_Source material_
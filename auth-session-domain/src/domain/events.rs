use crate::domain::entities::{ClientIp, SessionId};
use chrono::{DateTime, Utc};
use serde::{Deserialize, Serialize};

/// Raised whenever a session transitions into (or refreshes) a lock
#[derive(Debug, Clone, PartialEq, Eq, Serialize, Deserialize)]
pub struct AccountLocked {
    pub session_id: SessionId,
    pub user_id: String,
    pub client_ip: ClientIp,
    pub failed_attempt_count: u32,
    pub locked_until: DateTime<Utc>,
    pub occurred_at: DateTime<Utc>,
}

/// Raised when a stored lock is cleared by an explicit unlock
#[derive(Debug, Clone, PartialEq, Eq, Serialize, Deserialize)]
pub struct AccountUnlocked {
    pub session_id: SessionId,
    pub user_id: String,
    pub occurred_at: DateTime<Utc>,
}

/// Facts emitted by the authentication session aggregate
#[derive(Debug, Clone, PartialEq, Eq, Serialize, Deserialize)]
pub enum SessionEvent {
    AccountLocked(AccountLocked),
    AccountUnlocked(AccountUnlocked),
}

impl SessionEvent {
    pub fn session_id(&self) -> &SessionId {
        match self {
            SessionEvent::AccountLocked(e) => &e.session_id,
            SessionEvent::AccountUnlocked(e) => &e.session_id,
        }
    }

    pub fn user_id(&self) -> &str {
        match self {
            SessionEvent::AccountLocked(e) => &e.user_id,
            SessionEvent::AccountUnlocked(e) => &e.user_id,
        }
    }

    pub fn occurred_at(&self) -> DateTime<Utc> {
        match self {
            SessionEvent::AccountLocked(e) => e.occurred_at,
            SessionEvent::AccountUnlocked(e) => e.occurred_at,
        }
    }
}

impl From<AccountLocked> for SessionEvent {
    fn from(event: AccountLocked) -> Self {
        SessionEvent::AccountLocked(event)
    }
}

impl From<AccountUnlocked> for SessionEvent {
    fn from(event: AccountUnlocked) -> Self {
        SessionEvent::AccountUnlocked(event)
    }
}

...

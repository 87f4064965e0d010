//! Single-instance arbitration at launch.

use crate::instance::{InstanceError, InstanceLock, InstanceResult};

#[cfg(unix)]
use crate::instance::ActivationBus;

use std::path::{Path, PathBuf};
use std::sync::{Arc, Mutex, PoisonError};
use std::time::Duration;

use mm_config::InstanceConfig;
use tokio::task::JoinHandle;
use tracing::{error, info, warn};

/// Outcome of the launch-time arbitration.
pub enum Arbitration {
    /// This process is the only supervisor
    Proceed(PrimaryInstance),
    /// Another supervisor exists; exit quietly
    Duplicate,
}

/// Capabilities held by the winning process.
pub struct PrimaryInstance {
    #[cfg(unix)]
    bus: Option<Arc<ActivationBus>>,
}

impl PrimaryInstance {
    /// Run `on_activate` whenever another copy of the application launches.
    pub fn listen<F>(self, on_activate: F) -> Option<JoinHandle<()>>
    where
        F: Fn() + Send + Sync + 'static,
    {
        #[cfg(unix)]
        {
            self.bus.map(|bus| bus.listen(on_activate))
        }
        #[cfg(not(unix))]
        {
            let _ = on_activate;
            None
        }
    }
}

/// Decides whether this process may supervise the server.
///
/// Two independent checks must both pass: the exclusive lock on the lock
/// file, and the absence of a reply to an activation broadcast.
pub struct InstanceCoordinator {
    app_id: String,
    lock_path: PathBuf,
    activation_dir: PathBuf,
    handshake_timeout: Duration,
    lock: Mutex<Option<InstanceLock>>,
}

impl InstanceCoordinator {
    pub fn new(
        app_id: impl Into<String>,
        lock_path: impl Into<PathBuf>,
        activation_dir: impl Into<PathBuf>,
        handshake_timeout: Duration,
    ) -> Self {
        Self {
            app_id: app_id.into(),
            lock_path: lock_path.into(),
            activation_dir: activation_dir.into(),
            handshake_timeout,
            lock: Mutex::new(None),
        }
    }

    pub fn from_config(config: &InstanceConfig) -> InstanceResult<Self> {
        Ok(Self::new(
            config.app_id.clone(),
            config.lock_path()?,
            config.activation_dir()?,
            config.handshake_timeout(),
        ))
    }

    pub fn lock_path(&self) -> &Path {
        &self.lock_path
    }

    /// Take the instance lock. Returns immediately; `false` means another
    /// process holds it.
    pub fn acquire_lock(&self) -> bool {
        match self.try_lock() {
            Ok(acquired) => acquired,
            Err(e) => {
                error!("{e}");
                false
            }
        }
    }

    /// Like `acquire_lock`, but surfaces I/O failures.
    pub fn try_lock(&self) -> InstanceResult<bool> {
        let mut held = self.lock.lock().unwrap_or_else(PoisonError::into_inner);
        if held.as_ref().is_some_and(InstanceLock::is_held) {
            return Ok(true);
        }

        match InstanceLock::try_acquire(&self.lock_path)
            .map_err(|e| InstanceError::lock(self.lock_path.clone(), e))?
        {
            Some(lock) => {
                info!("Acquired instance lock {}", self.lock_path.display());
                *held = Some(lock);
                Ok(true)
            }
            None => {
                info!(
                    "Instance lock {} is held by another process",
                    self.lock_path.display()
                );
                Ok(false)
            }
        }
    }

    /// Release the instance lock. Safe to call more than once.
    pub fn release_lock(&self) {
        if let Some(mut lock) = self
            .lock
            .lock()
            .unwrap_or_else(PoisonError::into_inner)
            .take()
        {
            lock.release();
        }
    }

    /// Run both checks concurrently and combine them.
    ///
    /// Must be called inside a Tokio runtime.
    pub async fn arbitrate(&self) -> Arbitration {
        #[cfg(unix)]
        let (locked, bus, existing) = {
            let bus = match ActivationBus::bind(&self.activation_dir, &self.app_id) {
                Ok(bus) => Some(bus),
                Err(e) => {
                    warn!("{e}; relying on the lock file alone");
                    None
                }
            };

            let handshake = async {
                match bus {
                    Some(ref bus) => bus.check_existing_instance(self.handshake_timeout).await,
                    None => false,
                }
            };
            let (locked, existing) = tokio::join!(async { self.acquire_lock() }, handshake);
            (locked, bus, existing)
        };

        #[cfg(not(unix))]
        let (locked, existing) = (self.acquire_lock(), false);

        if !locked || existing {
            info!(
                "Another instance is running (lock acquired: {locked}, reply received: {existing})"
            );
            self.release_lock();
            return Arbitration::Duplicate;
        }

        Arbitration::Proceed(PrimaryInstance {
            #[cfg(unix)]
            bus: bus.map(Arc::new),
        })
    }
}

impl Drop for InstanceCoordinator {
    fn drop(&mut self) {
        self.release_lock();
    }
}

_How to complete this task_
List every line from the entries above in which "AccountLocked" appears.

_Your solution_
pub struct AccountLocked {
    AccountLocked(AccountLocked),
            SessionEvent::AccountLocked(e) => &e.session_id,
            SessionEvent::AccountLocked(e) => &e.user_id,
            SessionEvent::AccountLocked(e) => e.occurred_at,
impl From<AccountLocked> for SessionEvent {
    fn from(event: AccountLocked) -> Self {
        SessionEvent::AccountLocked(event)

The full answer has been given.